Entries provided:
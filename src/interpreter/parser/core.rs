use crate::{
    ast::Expr,
    error::ParseError,
    interpreter::{
        lexer::{Lexer, Token},
        parser::binary::parse_binary,
    },
};

pub type ParseResult<T> = Result<T, ParseError>;

/// Parses a full expression.
///
/// This is the entry point for expression parsing. It starts precedence
/// climbing with a minimum binding power of zero, so every operator is
/// accepted at the top level.
///
/// Tokens after the expression are left in the lexer; use [`parse_program`]
/// to reject them.
///
/// Grammar: `expression := binary`
///
/// # Parameters
/// - `lexer`: Token stream to read from.
///
/// # Returns
/// The parsed expression node.
///
/// # Example
/// ```
/// use lamb::{
///     ast::{BinaryOperator, Expr},
///     interpreter::{lexer::Lexer, parser::core::parse_expression},
/// };
///
/// let mut lexer = Lexer::new("1 + 2 * 3");
/// let expr = parse_expression(&mut lexer).unwrap();
///
/// assert!(matches!(expr, Expr::BinaryOp { op: BinaryOperator::Add, .. }));
/// ```
pub fn parse_expression(lexer: &mut Lexer<'_>) -> ParseResult<Expr> {
    parse_binary(lexer, 0)
}

/// Parses a complete program: one expression followed by end of input.
///
/// # Errors
/// Returns `UnexpectedTrailingTokens` if anything follows the expression, and
/// propagates every error of [`parse_expression`].
///
/// # Example
/// ```
/// use lamb::interpreter::{lexer::Lexer, parser::core::parse_program};
///
/// assert!(parse_program(&mut Lexer::new("1 + 2")).is_ok());
/// assert!(parse_program(&mut Lexer::new("1 + 2 )")).is_err());
/// ```
pub fn parse_program(lexer: &mut Lexer<'_>) -> ParseResult<Expr> {
    let expr = parse_expression(lexer)?;

    match lexer.lookahead()? {
        (Token::Eof, _) => Ok(expr),
        (token, line) => Err(ParseError::UnexpectedTrailingTokens { token: token.to_string(),
                                                                    line:  *line, }),
    }
}
use std::{fs, process};

use clap::Parser;
use lamb::{get_result, parse, tokenize};

/// lamb is a small functional language with closures, recursive let and
/// built-in list operations.
#[derive(Parser, Debug)]
#[command(version, about, long_about = None)]
struct Args {
    /// Tells lamb to look at a file instead of a script.
    #[arg(short, long)]
    file: bool,

    /// Prints the token stream instead of evaluating.
    #[arg(short, long, conflicts_with = "ast")]
    tokens: bool,

    /// Prints the parsed syntax tree instead of evaluating.
    #[arg(short, long)]
    ast: bool,

    contents: String,
}

fn main() {
    let args = Args::parse();

    let script = if args.file {
        fs::read_to_string(&args.contents).unwrap_or_else(|_| {
            eprintln!("Failed to read the input file '{}'. Perhaps this file does not exist?",
                      &args.contents);
            process::exit(1);
        })
    } else {
        args.contents
    };

    let outcome: Result<(), Box<dyn std::error::Error>> = if args.tokens {
        tokenize(&script).map(|tokens| {
                             for (token, line) in tokens {
                                 println!("{line:>4}  {token}");
                             }
                         })
                         .map_err(Into::into)
    } else if args.ast {
        parse(&script).map(|expr| println!("{expr:#?}")).map_err(Into::into)
    } else {
        get_result(&script, true).map(|_| ())
    };

    if let Err(e) = outcome {
        eprintln!("{e}");
        process::exit(1);
    }
}
use std::rc::Rc;

use crate::{
    ast::{Expr, ListOperation},
    error::RuntimeError,
    interpreter::{
        evaluator::core::{EvalResult, apply, eval},
        value::{
            core::{ListValue, Value},
            environment::Environment,
        },
    },
    util::num::{i64_to_index, usize_to_i64},
};

/// Evaluates a one-operand list operation (`ListGetSize`, `ListIsEmpty`).
///
/// # Errors
/// `ArityOrShape` if `op` does not take one operand, `TypeMismatch` if the
/// operand is not a list.
///
/// # Example
/// ```
/// use lamb::{
///     ast::{Expr, ListOperation},
///     interpreter::{
///         evaluator::list::eval_unary_list_op,
///         value::{
///             core::{Value, ValueKind},
///             environment::Environment,
///         },
///     },
/// };
///
/// let env = Environment::new().extend("xs", Value::list(ValueKind::Int, vec![Value::Int(1)]));
/// let xs = Expr::Variable { name: "xs".to_string(),
///                           line: 1, };
///
/// let size = eval_unary_list_op(&env, ListOperation::GetSize, &xs, 1).unwrap();
/// assert_eq!(size, Value::Int(1));
/// ```
pub fn eval_unary_list_op(env: &Environment, op: ListOperation, first: &Expr, line: usize) -> EvalResult<Value> {
    check_arity(op, 1, line)?;
    let list = eval(env, first)?.as_list(op.keyword(), line)?;

    match op {
        ListOperation::GetSize => Ok(Value::Int(usize_to_i64(list.len()))),
        ListOperation::IsEmpty => Ok(Value::Bool(list.is_empty())),
        _ => Err(wrong_arity(op, 1, line)),
    }
}

/// Evaluates a two-operand list operation.
///
/// Both operands are evaluated, left to right, before the operation runs.
/// `ListJoin`, `ListAppend`, `ListRemoveAtPosition` and `ListFilter` change
/// the first operand's list in place and return that same list.
///
/// # Errors
/// `ArityOrShape` if `op` does not take two operands; otherwise the errors
/// of the individual operation.
pub fn eval_binary_list_op(env: &Environment,
                           op: ListOperation,
                           first: &Expr,
                           second: &Expr,
                           line: usize)
                           -> EvalResult<Value> {
    check_arity(op, 2, line)?;
    let list = eval(env, first)?.as_list(op.keyword(), line)?;
    let second = eval(env, second)?;

    match op {
        ListOperation::Join => join(list, &second, line),
        ListOperation::Append => append(list, second, line),
        ListOperation::RemoveAtPosition => remove_at(list, &second, line),
        ListOperation::GetValue => get_value(&list, &second, line),
        ListOperation::Map => map(&list, &second, line),
        ListOperation::Filter => filter(list, &second, line),
        ListOperation::Fold => fold(&list, &second, line),
        _ => Err(wrong_arity(op, 2, line)),
    }
}

/// Evaluates a three-operand list operation (`ListInsertAt`).
///
/// `ListInsertAt list element index` inserts `element` before position
/// `index`; an index equal to the size appends.
///
/// # Errors
/// - `ArityOrShape` if `op` does not take three operands.
/// - `TypeMismatch` for a non-list first operand, a non-integer index or an
///   element of the wrong kind.
/// - `IndexOutOfRange` if `index` is negative or greater than the size.
pub fn eval_ternary_list_op(env: &Environment,
                            op: ListOperation,
                            first: &Expr,
                            second: &Expr,
                            third: &Expr,
                            line: usize)
                            -> EvalResult<Value> {
    check_arity(op, 3, line)?;
    let list = eval(env, first)?.as_list(op.keyword(), line)?;
    let element = eval(env, second)?;
    let index = eval(env, third)?.as_int(op.keyword(), line)?;

    match op {
        ListOperation::InsertAt => insert_at(list, element, index, line),
        _ => Err(wrong_arity(op, 3, line)),
    }
}

fn check_arity(op: ListOperation, given: usize, line: usize) -> EvalResult<()> {
    if op.arity() == given {
        Ok(())
    } else {
        Err(wrong_arity(op, given, line))
    }
}

fn wrong_arity(op: ListOperation, given: usize, line: usize) -> RuntimeError {
    RuntimeError::ArityOrShape { details: format!("{op} takes {} operand(s) but was given {given}",
                                                  op.arity()),
                                 line }
}

fn join(list: Rc<ListValue>, other: &Value, line: usize) -> EvalResult<Value> {
    let other = other.as_list(ListOperation::Join.keyword(), line)?;

    if other.content_type() != list.content_type() {
        return Err(RuntimeError::ElementTypeMismatch { operation: ListOperation::Join,
                                                       expected:  list.content_type(),
                                                       found:     other.content_type(),
                                                       line });
    }

    // `other` may be `list` itself.
    let items = other.snapshot().into_iter().map(|item| detach(item, &list)).collect::<Vec<_>>();
    list.items_mut().extend(items);

    Ok(Value::List(list))
}

fn append(list: Rc<ListValue>, element: Value, line: usize) -> EvalResult<Value> {
    check_element(&list, ListOperation::Append, &element, line)?;

    let element = detach(element, &list);
    list.items_mut().push(element);

    Ok(Value::List(list))
}

fn remove_at(list: Rc<ListValue>, index: &Value, line: usize) -> EvalResult<Value> {
    let position = checked_index(&list, ListOperation::RemoveAtPosition, index, line)?;
    list.items_mut().remove(position);

    Ok(Value::List(list))
}

fn get_value(list: &ListValue, index: &Value, line: usize) -> EvalResult<Value> {
    let position = checked_index(list, ListOperation::GetValue, index, line)?;
    Ok(list.items()[position].clone())
}

fn insert_at(list: Rc<ListValue>, element: Value, index: i64, line: usize) -> EvalResult<Value> {
    check_element(&list, ListOperation::InsertAt, &element, line)?;

    let size = list.len();
    let position =
        i64_to_index(index, size + 1).ok_or_else(|| out_of_range(ListOperation::InsertAt, index, size, line))?;

    let element = detach(element, &list);
    list.items_mut().insert(position, element);

    Ok(Value::List(list))
}

/// `ListMap list f`: a new list holding `f` applied to every element.
///
/// The new list's content type is the kind of the first result; an empty
/// input gives an empty list with the input's content type.
fn map(list: &ListValue, function: &Value, line: usize) -> EvalResult<Value> {
    function.expect_function(ListOperation::Map.keyword(), line)?;

    let mut results: Vec<Value> = Vec::with_capacity(list.len());
    for item in list.snapshot() {
        let result = apply(function, item, line)?;

        if let Some(first) = results.first().map(Value::kind)
           && first != result.kind()
        {
            return Err(RuntimeError::ElementTypeMismatch { operation: ListOperation::Map,
                                                           expected:  first,
                                                           found:     result.kind(),
                                                           line });
        }

        results.push(result);
    }

    let content_type = results.first().map_or(list.content_type(), Value::kind);
    Ok(Value::list(content_type, results))
}

/// `ListFilter list p`: keeps the elements for which `p` returns `true`.
fn filter(list: Rc<ListValue>, predicate: &Value, line: usize) -> EvalResult<Value> {
    predicate.expect_function(ListOperation::Filter.keyword(), line)?;

    let mut kept = Vec::new();
    for item in list.snapshot() {
        if apply(predicate, item.clone(), line)?.as_bool("ListFilter predicate", line)? {
            kept.push(item);
        }
    }

    *list.items_mut() = kept;
    Ok(Value::List(list))
}

/// `ListFold list f`: left fold seeded with the first element.
///
/// `f` must be a curried two-argument closure, `\acc => \x => ...`.
fn fold(list: &ListValue, function: &Value, line: usize) -> EvalResult<Value> {
    function.expect_function(ListOperation::Fold.keyword(), line)?;

    let is_curried = matches!(function, Value::Closure(closure) if matches!(*closure.body, Expr::Lambda { .. }));
    if !is_curried {
        return Err(RuntimeError::ArityOrShape { details: "ListFold needs a function of the form \\acc => \\x => ..."
                                                         .to_string(),
                                                line });
    }

    let items = list.snapshot();
    let Some((seed, rest)) = items.split_first()
                                  .filter(|(_, rest)| !rest.is_empty())
    else {
        return Err(RuntimeError::ArityOrShape { details: format!("ListFold needs at least 2 elements but the list has {}",
                                                                 items.len()),
                                                line });
    };

    rest.iter().try_fold(seed.clone(), |acc, item| {
                   let partial = apply(function, acc, line)?;
                   apply(&partial, item.clone(), line)
               })
}

fn check_element(list: &ListValue, operation: ListOperation, element: &Value, line: usize) -> EvalResult<()> {
    if element.kind() == list.content_type() {
        Ok(())
    } else {
        Err(RuntimeError::ElementTypeMismatch { operation,
                                                expected: list.content_type(),
                                                found: element.kind(),
                                                line })
    }
}

fn checked_index(list: &ListValue, operation: ListOperation, index: &Value, line: usize) -> EvalResult<usize> {
    let index = index.as_int(operation.keyword(), line)?;
    i64_to_index(index, list.len()).ok_or_else(|| out_of_range(operation, index, list.len(), line))
}

const fn out_of_range(operation: ListOperation, index: i64, size: usize, line: usize) -> RuntimeError {
    RuntimeError::IndexOutOfRange { operation,
                                    index,
                                    size,
                                    line }
}

/// Prepares `element` for storage inside `target`.
///
/// A list that is, or contains, `target` is replaced by a deep copy so that
/// no list ever ends up inside itself.
fn detach(element: Value, target: &Rc<ListValue>) -> Value {
    match &element {
        Value::List(list) if reaches(list, target) => deep_copy(list),
        _ => element,
    }
}

fn reaches(list: &Rc<ListValue>, target: &Rc<ListValue>) -> bool {
    Rc::ptr_eq(list, target)
    || list.items().iter().any(|item| matches!(item, Value::List(inner) if reaches(inner, target)))
}

fn deep_copy(list: &ListValue) -> Value {
    let items = list.items()
                    .iter()
                    .map(|item| match item {
                        Value::List(inner) => deep_copy(inner),
                        other => other.clone(),
                    })
                    .collect();

    Value::list(list.content_type(), items)
}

Your goal: Find "ListInsertAt" in the data above. Report each line where it appears.

Response to this task:
/// Evaluates a three-operand list operation (`ListInsertAt`).
/// `ListInsertAt list element index` inserts `element` before position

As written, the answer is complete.